#### PROBLEM:
Write only the number of lines below in which "Logs" occurs.

┄┄┄┄┄┄┄┄┄┄┄┄┄┄┄┄┄┄┄┄

//! # cashdesk-tender: Cash Payment Controller
//!
//! The cash-payment step of a checkout. Given an amount due, the controller
//! collects a tendered amount, shows the change owed and decides whether the
//! payment may be confirmed.
//!
//! ## Collaborators
//! ```text
//! ┌─────────────────────────────────────────────────────────────────────────┐
//! │                                                                         │
//! │   caller ── start(amount_due) ──► CashPaymentController ──► Completion  │
//! │                                      ▲            │                     │
//! │                          ViewEvent   │            │ display commands    │
//! │                                      │            ▼                     │
//! │                                   ┌──────────────────┐                  │
//! │                                   │   TenderView     │                  │
//! │                                   └──────────────────┘                  │
//! │                                                                         │
//! │   on confirm / cancel:  hide view ──► notify PaymentObservers           │
//! │                                   ──► resolve Completion                │
//! └─────────────────────────────────────────────────────────────────────────┘
//! ```
//!
//! ## Example
//! ```rust
//! use cashdesk_core::{Key, Money};
//! use cashdesk_tender::{CashPaymentController, RecordingView, TenderConfig};
//!
//! let mut controller = CashPaymentController::new(RecordingView::new(), TenderConfig::default());
//! controller.start(Money::from_cents(1000));
//!
//! controller.on_tendered_input_changed("20");
//! assert_eq!(controller.view().change_text(), "-10.00");
//!
//! controller.on_key_released(Key::Enter);
//! assert!(controller.is_successful());
//! ```

pub mod completion;
pub mod config;
pub mod controller;
pub mod error;
pub mod observer;
pub mod session;
pub mod view;

pub use completion::Completion;
pub use config::TenderConfig;
pub use controller::{CashPaymentController, ControllerState};
pub use error::{TenderError, TenderResult};
pub use observer::{ObserverList, PaymentObserver, PaymentStatus};
pub use session::{PaymentRecord, PaymentSession, TenderCheck};
pub use view::{RecordingView, TenderView, ViewEvent, ViewEvents};
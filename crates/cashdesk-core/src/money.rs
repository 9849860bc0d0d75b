//! # Money Module
//!
//! Provides the `Money` type for handling monetary values safely.
//!
//! ## Why Integer Money?
//! ```text
//! ┌─────────────────────────────────────────────────────────────────────────┐
//! │  THE FLOATING POINT PROBLEM                                             │
//! │                                                                         │
//! │  In floating point:                                                     │
//! │    10.00 - 9.99 = 0.009999999999999787  ❌ WRONG!                       │
//! │                                                                         │
//! │  At the cash desk that turns "exact change" into "1 cent short".        │
//! │                                                                         │
//! │  OUR SOLUTION: Integer Cents                                            │
//! │    1000 cents - 999 cents = 1 cent, always                              │
//! │                                                                         │
//! └─────────────────────────────────────────────────────────────────────────┘
//! ```
//!
//! ## Usage
//! ```rust
//! use cashdesk_core::money::Money;
//!
//! // Operator input goes through validation
//! assert!(Money::is_value_valid("19.99"));
//! assert!(!Money::is_value_valid("abc"));
//!
//! let due = Money::from_cents(1000);
//! let tendered = Money::create("5").unwrap();
//! assert_eq!(due.subtract(tendered).format(true), "+5.00");
//! ```

use serde::{Deserialize, Serialize};
use std::fmt;
use std::ops::{Add, Sub};
use std::str::FromStr;

use crate::error::ValidationError;
use crate::validation::{validate_amount_text, ValidationResult};

// =============================================================================
// Money Type
// =============================================================================

/// Represents a monetary value in the smallest currency unit (cents).
///
/// ## Design Decisions
/// - **i64 (signed)**: change due is negative once the customer overpays
/// - **Single field tuple struct**: Zero-cost abstraction over i64
/// - **Equality**: two values are equal iff their cent amounts are equal
/// - **Saturating arithmetic**: results clamp at the i64 bounds
///
/// ## Where Money is Used
/// ```text
/// ┌─────────────────────────────────────────────────────────────────────────┐
/// │                                                                         │
/// │  amount due ──┐                                                         │
/// │               ├──► subtract ──► change due ──► "+5.00" / "-2.50"        │
/// │  tendered  ───┘                     │                                   │
/// │  ("12,50")                          └──► is_less_or_equal_zero()        │
/// │                                          = sufficient funds             │
/// └─────────────────────────────────────────────────────────────────────────┘
/// ```
#[derive(Debug, Clone, Copy, PartialEq, Eq, PartialOrd, Ord, Hash, Serialize, Deserialize)]
#[serde(transparent)]
pub struct Money(i64);

impl Money {
    /// Creates a Money value from cents (the smallest currency unit).
    ///
    /// ## Example
    /// ```rust
    /// use cashdesk_core::money::Money;
    ///
    /// let price = Money::from_cents(1099);
    /// assert_eq!(price.cents(), 1099);
    /// ```
    #[inline]
    pub const fn from_cents(cents: i64) -> Self {
        Money(cents)
    }

    /// Creates a Money value from major and minor units.
    ///
    /// ## Note
    /// For negative amounts, only the major unit should be negative.
    /// `from_major_minor(-5, 50)` is -5.50, not -4.50.
    #[inline]
    pub const fn from_major_minor(major: i64, minor: i64) -> Self {
        let units = major.saturating_mul(100);
        if major < 0 {
            Money(units.saturating_sub(minor))
        } else {
            Money(units.saturating_add(minor))
        }
    }

    /// Returns zero money value.
    #[inline]
    pub const fn zero() -> Self {
        Money(0)
    }

    /// Returns the value in cents.
    #[inline]
    pub const fn cents(&self) -> i64 {
        self.0
    }

    /// Returns the major unit portion (truncated toward zero).
    #[inline]
    pub const fn major(&self) -> i64 {
        self.0 / 100
    }

    /// Returns the minor unit portion (always 0-99).
    #[inline]
    pub const fn minor(&self) -> i64 {
        (self.0 % 100).abs()
    }

    /// Checks if the value is zero.
    #[inline]
    pub const fn is_zero(&self) -> bool {
        self.0 == 0
    }

    /// Checks if the value is zero or below.
    ///
    /// Applied to change due, this is the "sufficient funds" predicate.
    #[inline]
    pub const fn is_less_or_equal_zero(&self) -> bool {
        self.0 <= 0
    }

    /// Subtracts `other` from this value. The result may be negative and
    /// clamps at the i64 bounds.
    #[inline]
    pub const fn subtract(&self, other: Money) -> Money {
        Money(self.0.saturating_sub(other.0))
    }

    /// Checks whether `text` is a valid textual amount.
    ///
    /// ## Accepted Input
    /// ```text
    /// "12"  "12.5"  "12.50"  "12,50"  ".50"  "12."  " 12.50 "
    /// ```
    /// Signs, letters, grouping characters and more than two decimal
    /// places are rejected.
    pub fn is_value_valid(text: &str) -> bool {
        validate_amount_text(text).is_ok()
    }

    /// Creates a Money value from a textual amount.
    ///
    /// Fails exactly when [`Money::is_value_valid`] returns false.
    ///
    /// ## Example
    /// ```rust
    /// use cashdesk_core::money::Money;
    ///
    /// assert_eq!(Money::create("12,5").unwrap().cents(), 1250);
    /// assert!(Money::create("12.505").is_err());
    /// ```
    pub fn create(text: &str) -> ValidationResult<Money> {
        validate_amount_text(text)
    }

    /// Renders the amount as `units.cc`.
    ///
    /// ## Sign Handling
    /// ```text
    /// ┌──────────────┬──────────────────┬──────────────────┐
    /// │  value       │ format(false)    │ format(true)     │
    /// ├──────────────┼──────────────────┼──────────────────┤
    /// │  500         │ "5.00"           │ "+5.00"          │
    /// │  0           │ "0.00"           │ "0.00"           │
    /// │  -250        │ "-2.50"          │ "-2.50"          │
    /// └──────────────┴──────────────────┴──────────────────┘
    /// ```
    pub fn format(&self, show_sign: bool) -> String {
        let sign = if self.0 < 0 {
            "-"
        } else if show_sign && self.0 > 0 {
            "+"
        } else {
            ""
        };
        format!("{}{}.{:02}", sign, self.major().abs(), self.minor())
    }
}

// =============================================================================
// Trait Implementations
// =============================================================================

impl fmt::Display for Money {
    fn fmt(&self, f: &mut fmt::Formatter<'_>) -> fmt::Result {
        f.write_str(&self.format(false))
    }
}

impl FromStr for Money {
    type Err = ValidationError;

    fn from_str(s: &str) -> Result<Self, Self::Err> {
        Money::create(s)
    }
}

/// Default money is zero.
impl Default for Money {
    fn default() -> Self {
        Money::zero()
    }
}

impl Add for Money {
    type Output = Self;

    #[inline]
    fn add(self, other: Self) -> Self {
        Money(self.0.saturating_add(other.0))
    }
}

impl Sub for Money {
    type Output = Self;

    #[inline]
    fn sub(self, other: Self) -> Self {
        self.subtract(other)
    }
}

// =============================================================================
// Unit Tests
// =============================================================================
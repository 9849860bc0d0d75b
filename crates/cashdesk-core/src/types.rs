//! # Domain Types
//!
//! Small enums shared between the tender controller and its views.

use serde::{Deserialize, Serialize};

// =============================================================================
// Tender Outcome
// =============================================================================

/// How a payment session ended.
///
/// ```text
///            start
///   Pending ───────► Successful   (confirm)
///      │
///      └───────────► Cancelled    (cancel, Escape, window closed)
/// ```
///
/// A session leaves `Pending` exactly once.
#[derive(Debug, Clone, Copy, PartialEq, Eq, Hash, Serialize, Deserialize)]
#[serde(rename_all = "snake_case")]
pub enum TenderOutcome {
    /// Session is running, no terminating action yet.
    Pending,
    /// Cash was received and the sale may proceed.
    Successful,
    /// Payment was abandoned.
    Cancelled,
}

impl TenderOutcome {
    /// Returns true once the session has ended, either way.
    #[inline]
    pub const fn is_terminal(&self) -> bool {
        !matches!(self, TenderOutcome::Pending)
    }

    #[inline]
    pub const fn is_successful(&self) -> bool {
        matches!(self, TenderOutcome::Successful)
    }
}

impl Default for TenderOutcome {
    fn default() -> Self {
        TenderOutcome::Pending
    }
}

impl std::fmt::Display for TenderOutcome {
    fn fmt(&self, f: &mut std::fmt::Formatter<'_>) -> std::fmt::Result {
        match self {
            TenderOutcome::Pending => write!(f, "pending"),
            TenderOutcome::Successful => write!(f, "successful"),
            TenderOutcome::Cancelled => write!(f, "cancelled"),
        }
    }
}

// =============================================================================
// Key
// =============================================================================

/// A released key, as classified by the view.
///
/// Only Escape and Enter carry meaning; everything else re-runs validation
/// of the tendered field.
#[derive(Debug, Clone, Copy, PartialEq, Eq, Hash)]
pub enum Key {
    Escape,
    Enter,
    Other,
}
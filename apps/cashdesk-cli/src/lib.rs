//! # cashdesk-cli: Terminal Cash Payment
//!
//! Runs one cash payment on the terminal and prints the outcome record as a
//! JSON line on stdout. Logs go to stderr.
//!
//! ## Flow
//! ```text
//! ┌─────────────────────────────────────────────────────────────────────────┐
//! │                                                                         │
//! │   args ──► TenderConfig::load ──► parse_amount_due                      │
//! │                                          │                              │
//! │                                          ▼                              │
//! │   stdin ──► TerminalInput::pump ──► CashPaymentController::run          │
//! │                                          │                              │
//! │                         TerminalView ◄───┤                              │
//! │                                          ▼                              │
//! │                              PaymentRecord as JSON ──► stdout           │
//! │                                                                         │
//! └─────────────────────────────────────────────────────────────────────────┘
//! ```

pub mod error;
pub mod terminal;

use std::io::{self, Write};
use std::path::PathBuf;
use std::sync::Arc;

use cashdesk_core::validation::parse_amount_due;
use cashdesk_core::TenderOutcome;
use cashdesk_tender::{CashPaymentController, PaymentObserver, PaymentStatus, TenderConfig};
use tokio::io::BufReader;
use tracing::{error, info, Subscriber};
use tracing_subscriber::util::SubscriberInitExt;
use tracing_subscriber::EnvFilter;

pub use error::{CliError, CliResult};
pub use terminal::{TenderedField, TerminalInput, TerminalView};

pub const USAGE: &str = "usage: cashdesk-cli <amount-due> [--config <path>]";

/// Exit code for a confirmed payment.
pub const EXIT_PAID: i32 = 0;
/// Exit code for a cancelled payment.
pub const EXIT_CANCELLED: i32 = 1;
/// Exit code for bad arguments, configuration or output failures.
pub const EXIT_ERROR: i32 = 2;

// =============================================================================
// Arguments
// =============================================================================

#[derive(Debug, Clone, PartialEq, Eq)]
pub struct CliArgs {
    pub amount_due: String,
    pub config: Option<PathBuf>,
}

impl CliArgs {
    /// Parses arguments, program name excluded.
    pub fn parse<I>(args: I) -> CliResult<Self>
    where
        I: IntoIterator<Item = String>,
    {
        let args: Vec<String> = args.into_iter().collect();
        let mut amount_due = None;
        let mut config = None;

        let mut i = 0;
        while i < args.len() {
            match args[i].as_str() {
                "--config" | "-c" => {
                    let value = args
                        .get(i + 1)
                        .ok_or_else(|| CliError::MissingValue(args[i].clone()))?;
                    config = Some(PathBuf::from(value));
                    i += 1;
                }
                flag if flag.starts_with("--") => {
                    return Err(CliError::UnknownArgument(flag.to_string()));
                }
                value if amount_due.is_none() => amount_due = Some(value.to_string()),
                extra => return Err(CliError::UnknownArgument(extra.to_string())),
            }
            i += 1;
        }

        Ok(CliArgs {
            amount_due: amount_due.ok_or(CliError::MissingAmount)?,
            config,
        })
    }
}

// =============================================================================
// Logging
// =============================================================================

/// Initializes tracing on stderr, keeping stdout for the outcome record.
///
/// ## Log Levels
/// - Default: INFO for everything, DEBUG for cashdesk crates
/// - Override with RUST_LOG, e.g. `RUST_LOG=cashdesk_tender=trace`
pub fn init_tracing() {
    let filter = EnvFilter::try_from_default_env()
        .unwrap_or_else(|_| EnvFilter::new(DEFAULT_LOG_FILTER));

    subscriber(filter).init();
}

pub const DEFAULT_LOG_FILTER: &str = "info,cashdesk=debug";

/// Formatting subscriber on stderr; `filter` alone decides what is logged.
pub fn subscriber(filter: EnvFilter) -> impl Subscriber + Send + Sync + 'static {
    tracing_subscriber::fmt()
        .with_env_filter(filter)
        .with_writer(io::stderr)
        .finish()
}

/// Logs every finished payment.
#[derive(Debug, Default)]
pub struct LoggingObserver;

impl PaymentObserver for LoggingObserver {
    fn notify(&self, payment: &dyn PaymentStatus) {
        info!(
            outcome = %payment.outcome(),
            successful = payment.is_successful(),
            "Payment finished"
        );
    }
}

// =============================================================================
// Entry
// =============================================================================

/// Runs the CLI and returns the process exit code.
pub async fn run() -> i32 {
    init_tracing();

    let args = match CliArgs::parse(std::env::args().skip(1)) {
        Ok(args) => args,
        Err(err) => {
            eprintln!("{}\n{}", err, USAGE);
            return EXIT_ERROR;
        }
    };

    match execute(args).await {
        Ok(outcome) => exit_code(outcome),
        Err(err) => {
            error!(%err, "Cash payment failed");
            eprintln!("error: {}", err);
            EXIT_ERROR
        }
    }
}

/// Maps a terminal outcome to the process exit code.
pub fn exit_code(outcome: TenderOutcome) -> i32 {
    if outcome.is_successful() {
        EXIT_PAID
    } else {
        EXIT_CANCELLED
    }
}

async fn execute(args: CliArgs) -> CliResult<TenderOutcome> {
    let config = TenderConfig::load(args.config)?;
    let amount_due = parse_amount_due(&args.amount_due)?;

    let view = TerminalView::new(io::stdout(), config.display.currency_symbol.clone());
    let mut controller = CashPaymentController::new(view, config);
    controller.register_observer(Arc::new(LoggingObserver));

    let input = controller
        .view()
        .input()
        .ok_or(CliError::ViewNotRegistered)?;
    tokio::spawn(input.pump(BufReader::new(tokio::io::stdin())));

    let outcome = controller.run(amount_due).await;

    if let Some(record) = controller.record() {
        let mut stdout = io::stdout().lock();
        serde_json::to_writer(&mut stdout, &record)?;
        writeln!(stdout)?;
    }

    Ok(outcome)
}
#![forbid(unsafe_code)]

pub mod countdown;
pub mod model;
pub mod session;
pub mod time;

pub use countdown::Countdown;
pub use time::Clock;

pub use session::{
    ExerciseSession, REST_SECONDS, SessionPhase, SessionProgress, SessionTiming, Transition,
};
mod exercise;
mod ids;
mod prize;
mod problem;
mod profile;
mod progress;
mod therapist;

pub use ids::{
    ExerciseId, ParseIdError, PrizeId, ProblemId, ProgressId, TherapistId, UserId,
};

pub use exercise::Exercise;
pub use prize::Prize;
pub use problem::{PostureProblem, Severity, SeverityError};
pub use profile::{User, UserProfile};
pub use progress::ProgressRecord;
pub use therapist::Physiotherapist;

┄┄┄┄┄┄┄┄┄┄┄┄┄┄┄┄┄┄┄┄

#### WRITTEN ANSWER:
2